I don't understand the point of the question. All of the changes had pull requests.


>>> I would consider both of those merged enhancements as arguably making
>>> existing features work correctly.
>> This thread is not about whether those were good enhancements or not, it's
>> about the process.
>>
> The process is broken because you obviously don't have time to
> manually approve every single pull request that could potentially be
> seen as an enhancement.  I think it's reasonable for decisions on
> enhancements that can reasonably be seen as 'removing unnecessary
> limitations and inconsistencies of existing features' to be made by
> contributors other than you.
>

I understand where you're coming from, and I understand that it's frustrating to funnel things through me. I'm fine with Team DMD pulling bug fixes, optimizations, refactorings, platform support, etc., that's why you guys are on the team. But language changes are a much higher bar than any person on the team deciding to pull it. There are a lot more consequences to such changes.

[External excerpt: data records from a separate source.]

//! Bus -> transport direction.
//!
//! Three subscriptions: sensor commands (validated against an allow-list and
//! forwarded as AT commands), module control (availability checks and common
//! commands) and one control topic per bus-owned table output.

use std::collections::{BTreeMap, HashMap};

use chrono::Utc;
use log::{debug, info, warn};
use thiserror::Error;

use crate::address::HardwareAddress;
use crate::button::{self, ControlError};
use crate::config::{AppConfig, CommandSpec, OutputOwner, SensorConfig};
use crate::frame::OutboundFrame;
use crate::gateway::Core;
use crate::messages::{
    self, BusMessage, CommandStatus, ControlMessage, ModuleControlMessage, SensorAvailability,
    SensorCommandMessage,
};
use crate::registry::TableId;
use crate::transport::TransportError;

/// Commands every target accepts, with their AT mnemonics.
pub const COMMON_COMMANDS: [(&str, &str); 3] =
    [("RESET", "FR"), ("GET_STATUS", "AI"), ("GET_CONFIG", "IS")];

pub const CHECK_AVAILABILITY: &str = "CHECK_AVAILABILITY";

/// Command class for modules known only through association.
pub const TABLE_CLASS: &str = "table";

#[derive(Debug, Error)]
pub enum CommandError {
    #[error("malformed command payload: {0}")]
    Payload(#[from] serde_json::Error),
    #[error("unknown sensor: {0}")]
    UnknownTarget(String),
    #[error("command {command} is not permitted for {class} sensors")]
    NotPermitted { command: String, class: String },
    #[error(transparent)]
    Transport(#[from] TransportError),
}

#[derive(Debug)]
struct Target {
    address: HardwareAddress,
    class: String,
}

pub struct BusBridge {
    sensor_command_topic: String,
    module_control_topic: String,
    bus_outputs: Vec<String>,
    sensors: Vec<SensorConfig>,
    commands: HashMap<String, Vec<CommandSpec>>,
}

impl BusBridge {
    pub fn new(config: &AppConfig) -> Self {
        let topics = config.topics();
        BusBridge {
            sensor_command_topic: topics
                .sensor_command
                .unwrap_or_else(|| "restaurant/sensors/command".to_string()),
            module_control_topic: topics
                .module_control
                .unwrap_or_else(|| "restaurant/modules/control".to_string()),
            bus_outputs: config
                .outputs()
                .into_iter()
                .filter(|o| o.owner == OutputOwner::Bus)
                .map(|o| o.name)
                .collect(),
            sensors: config.sensors(),
            commands: config.commands(),
        }
    }

    /// Topic filters the bus client must subscribe to.
    pub fn subscriptions(&self) -> Vec<String> {
        let mut filters = vec![
            self.sensor_command_topic.clone(),
            self.module_control_topic.clone(),
        ];
        filters.extend(self.bus_outputs.iter().map(|o| messages::table_control_filter(o)));
        filters
    }

    pub fn handle(&self, core: &mut Core, message: BusMessage) {
        debug!("Bus message on {}: {}", message.topic, message.payload);
        if message.topic == self.sensor_command_topic {
            self.on_sensor_command(core, &message.payload);
        } else if message.topic == self.module_control_topic {
            self.on_module_control(core, &message.payload);
        } else if let Some((table_id, output)) = messages::parse_table_topic(&message.topic) {
            if !self.bus_outputs.iter().any(|o| o == output) {
                debug!("Ignoring {}: not a bus-owned output", message.topic);
                return;
            }
            if let Err(err) = self.on_table_control(core, table_id, output, &message.payload) {
                warn!("Control message on {} rejected: {}", message.topic, err);
            }
        } else {
            debug!("No handler for {}", message.topic);
        }
    }

    fn on_sensor_command(&self, core: &mut Core, payload: &str) {
        let sensor_id = serde_json::from_str::<serde_json::Value>(payload)
            .ok()
            .and_then(|v| {
                ["sensorId", "targetAddress"]
                    .iter()
                    .find_map(|field| v.get(*field)?.as_str().map(str::to_string))
            })
            .unwrap_or_else(|| "unknown".to_string());

        match self.forward_sensor_command(core, payload) {
            Ok((command, class)) => {
                info!("Sent {} to sensor {}", command, sensor_id);
                core.publish_status(
                    &sensor_id,
                    CommandStatus::CommandSent {
                        command,
                        sensor_type: class,
                    },
                );
            }
            Err(err) => {
                warn!("Sensor command for {} failed: {}", sensor_id, err);
                core.publish_status(
                    &sensor_id,
                    CommandStatus::Error {
                        error: err.to_string(),
                    },
                );
            }
        }
    }

    /// Validate and send; returns the command name and the target's class.
    fn forward_sensor_command(
        &self,
        core: &Core,
        payload: &str,
    ) -> Result<(String, String), CommandError> {
        let message: SensorCommandMessage = serde_json::from_str(payload)?;
        let target = self.target(core, &message.sensor_id)?;
        let command = message.command.trim().to_uppercase();
        let at = self
            .allowed(&target.class, &command)
            .ok_or_else(|| CommandError::NotPermitted {
                command: command.clone(),
                class: target.class.clone(),
            })?;
        core.transport
            .send(OutboundFrame::at(target.address, &at, message.parameters))?;
        Ok((command, target.class))
    }

    /// Configured sensors by name or address, then associated tables by address.
    fn target(&self, core: &Core, sensor_id: &str) -> Result<Target, CommandError> {
        let parsed = sensor_id.parse::<HardwareAddress>().ok();
        if let Some(sensor) = self
            .sensors
            .iter()
            .find(|s| s.name == sensor_id || Some(s.address) == parsed)
        {
            return Ok(Target {
                address: sensor.address,
                class: sensor.class.clone(),
            });
        }
        match parsed {
            Some(address) if core.registry.resolve(&address).is_some() => Ok(Target {
                address,
                class: TABLE_CLASS.to_string(),
            }),
            _ => Err(CommandError::UnknownTarget(sensor_id.to_string())),
        }
    }

    /// AT mnemonic for `command` if `class` may receive it.
    fn allowed(&self, class: &str, command: &str) -> Option<String> {
        COMMON_COMMANDS
            .iter()
            .find(|(name, _)| *name == command)
            .map(|(_, at)| at.to_string())
            .or_else(|| {
                self.commands
                    .get(class)?
                    .iter()
                    .find(|allowed| allowed.name.eq_ignore_ascii_case(command))
                    .map(|allowed| allowed.at.clone())
            })
    }

    fn on_module_control(&self, core: &mut Core, payload: &str) {
        let message: ModuleControlMessage = match serde_json::from_str(payload) {
            Ok(message) => message,
            Err(err) => {
                warn!("Malformed module control payload: {}", err);
                core.publish_status(
                    "system",
                    CommandStatus::Error {
                        error: CommandError::Payload(err).to_string(),
                    },
                );
                return;
            }
        };
        let action = message.action.trim().to_uppercase();

        if action == CHECK_AVAILABILITY {
            self.check_availability(core);
            return;
        }

        let module_id = message.module_id.unwrap_or_default();
        let result = self
            .target(core, &module_id)
            .and_then(|target| {
                let at = COMMON_COMMANDS
                    .iter()
                    .find(|(name, _)| *name == action)
                    .map(|(_, at)| *at)
                    .ok_or_else(|| CommandError::NotPermitted {
                        command: action.clone(),
                        class: target.class.clone(),
                    })?;
                core.transport
                    .send(OutboundFrame::at(target.address, at, message.parameters))?;
                Ok(())
            });
        match result {
            Ok(()) => core.publish_status(
                &module_id,
                CommandStatus::ControlCommandSent {
                    action: action.clone(),
                },
            ),
            Err(err) => {
                warn!("Module control {} for {:?} failed: {}", action, module_id, err);
                core.publish_status(
                    &module_id,
                    CommandStatus::Error {
                        error: err.to_string(),
                    },
                );
            }
        }
    }

    /// Every configured sensor plus every associated table.
    fn probe_targets(&self, core: &Core) -> Vec<(String, HardwareAddress)> {
        let mut targets: Vec<(String, HardwareAddress)> = self
            .sensors
            .iter()
            .map(|s| (s.name.clone(), s.address))
            .collect();
        let mut tables: Vec<_> = core
            .registry
            .associations()
            .map(|a| (format!("table_{}", a.table_id), a.hardware_address))
            .collect();
        tables.sort();
        targets.extend(tables);
        targets
    }

    fn check_availability(&self, core: &mut Core) {
        let targets = self.probe_targets(core);
        if !core.transport_online {
            let now = Utc::now();
            let sensors: BTreeMap<String, SensorAvailability> = targets
                .into_iter()
                .map(|(identity, address)| {
                    (
                        identity,
                        SensorAvailability {
                            address,
                            available: false,
                            node_id: None,
                            error: Some(TransportError::Unavailable.to_string()),
                            last_check: now,
                        },
                    )
                })
                .collect();
            core.publish_availability(sensors);
            return;
        }
        if core.probes.in_progress() {
            debug!("Availability check already running");
            return;
        }
        let transport = core.transport.clone();
        if let Some(report) = core.probes.begin(targets, transport.as_ref()) {
            core.publish_availability(report);
        }
    }

    /// Drive a bus-owned output. An explicit `table` in the payload wins over
    /// the table id in the topic.
    fn on_table_control(
        &self,
        core: &mut Core,
        topic_table: TableId,
        output: &str,
        payload: &str,
    ) -> Result<(), ControlError> {
        let (state, payload_table) = match serde_json::from_str::<ControlMessage>(payload) {
            Ok(message) => (message.state, message.table),
            Err(_) if !payload.trim_start().starts_with('{') => {
                (serde_json::Value::String(payload.to_string()), None)
            }
            Err(err) => return Err(ControlError::Payload(err.to_string())),
        };
        let on = button::parse_state(&state)?;
        let table_id = match payload_table {
            Some(value) => parse_table_id(&value)?,
            None => topic_table,
        };
        if table_id != topic_table {
            debug!(
                "Payload table {} overrides topic table {}",
                table_id, topic_table
            );
        }
        let address = core
            .registry
            .address_of(table_id)
            .ok_or(ControlError::UnknownTable(table_id))?;
        core.table(table_id, address).on_control_command(output, on)
    }
}

fn parse_table_id(value: &serde_json::Value) -> Result<TableId, ControlError> {
    let parsed = match value {
        serde_json::Value::Number(n) => n.as_u64().and_then(|n| TableId::try_from(n).ok()),
        serde_json::Value::String(s) => s.trim().parse().ok(),
        _ => None,
    };
    parsed.ok_or_else(|| ControlError::Payload(format!("invalid table id {value}")))
}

We must be very cautious about these, as we'll have to live with mistakes for a long time. They need to fit into the long term goals of D, not a local problem. I'm uncomfortable with the idea of changes being small - I've blocked enhancements in the past because they had consequences that weren't too obvious, or I thought that a simpler solution needed to be found, etc. I'd also like to make sure there's adequate time for people to find things wrong that nobody noticed, or to find better solutions, again because the consequences of a mistake are so much higher. Also, many times there are reasons why things are they way they are that I have failed to communicate properly, and enhancing them out of existence can break them. I also have a larger responsibility to ensure that D works for all our users, not just the ones active on the n.g., and I must represent our silent users.

I'm fine with people emailing me and pestering me for a review of any particular change that has bubbled to the top in importance.